Material provided
^^^^^^^^^^^^^^^^

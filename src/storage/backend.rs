// Raw string key-value backends

use dashmap::DashMap;
use thiserror::Error;

#[derive(Error, Debug)]
pub enum StorageError {
    #[error("SQLite error: {0}")]
    Sqlite(#[from] rusqlite::Error),

    #[error("I/O error: {0}")]
    Io(#[from] std::io::Error),

    #[error("Storage lock poisoned")]
    Poisoned,
}

/// Flat string key-value storage
///
/// Values are opaque strings; encoding is the caller's concern.
pub trait Storage: Send + Sync {
    fn get_raw(&self, key: &str) -> Result<Option<String>, StorageError>;

    fn set_raw(&self, key: &str, value: &str) -> Result<(), StorageError>;

    /// Remove a key. Removing an unset key is not an error.
    fn remove(&self, key: &str) -> Result<(), StorageError>;

    fn clear(&self) -> Result<(), StorageError>;
}

/// In-memory storage, lost when dropped
#[derive(Debug, Default)]
pub struct MemoryStorage {
    entries: DashMap<String, String>,
}

impl MemoryStorage {
    pub fn new() -> Self {
        Self::default()
    }

    pub fn len(&self) -> usize {
        self.entries.len()
    }

    pub fn is_empty(&self) -> bool {
        self.entries.is_empty()
    }
}

impl Storage for MemoryStorage {
    fn get_raw(&self, key: &str) -> Result<Option<String>, StorageError> {
        Ok(self.entries.get(key).map(|entry| entry.value().clone()))
    }

    fn set_raw(&self, key: &str, value: &str) -> Result<(), StorageError> {
        self.entries.insert(key.to_string(), value.to_string());
        Ok(())
    }

    fn remove(&self, key: &str) -> Result<(), StorageError> {
        self.entries.remove(key);
        Ok(())
    }

    fn clear(&self) -> Result<(), StorageError> {
        self.entries.clear();
        Ok(())
    }
}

^^^^^^^^^^^^^^^^

Problem details
Gather from the records above every line containing the string "Result".

Solution to this problem
    fn get_raw(&self, key: &str) -> Result<Option<String>, StorageError>;
    fn set_raw(&self, key: &str, value: &str) -> Result<(), StorageError>;
    fn remove(&self, key: &str) -> Result<(), StorageError>;
    fn clear(&self) -> Result<(), StorageError>;
    fn get_raw(&self, key: &str) -> Result<Option<String>, StorageError> {
    fn set_raw(&self, key: &str, value: &str) -> Result<(), StorageError> {
    fn remove(&self, key: &str) -> Result<(), StorageError> {
    fn clear(&self) -> Result<(), StorageError> {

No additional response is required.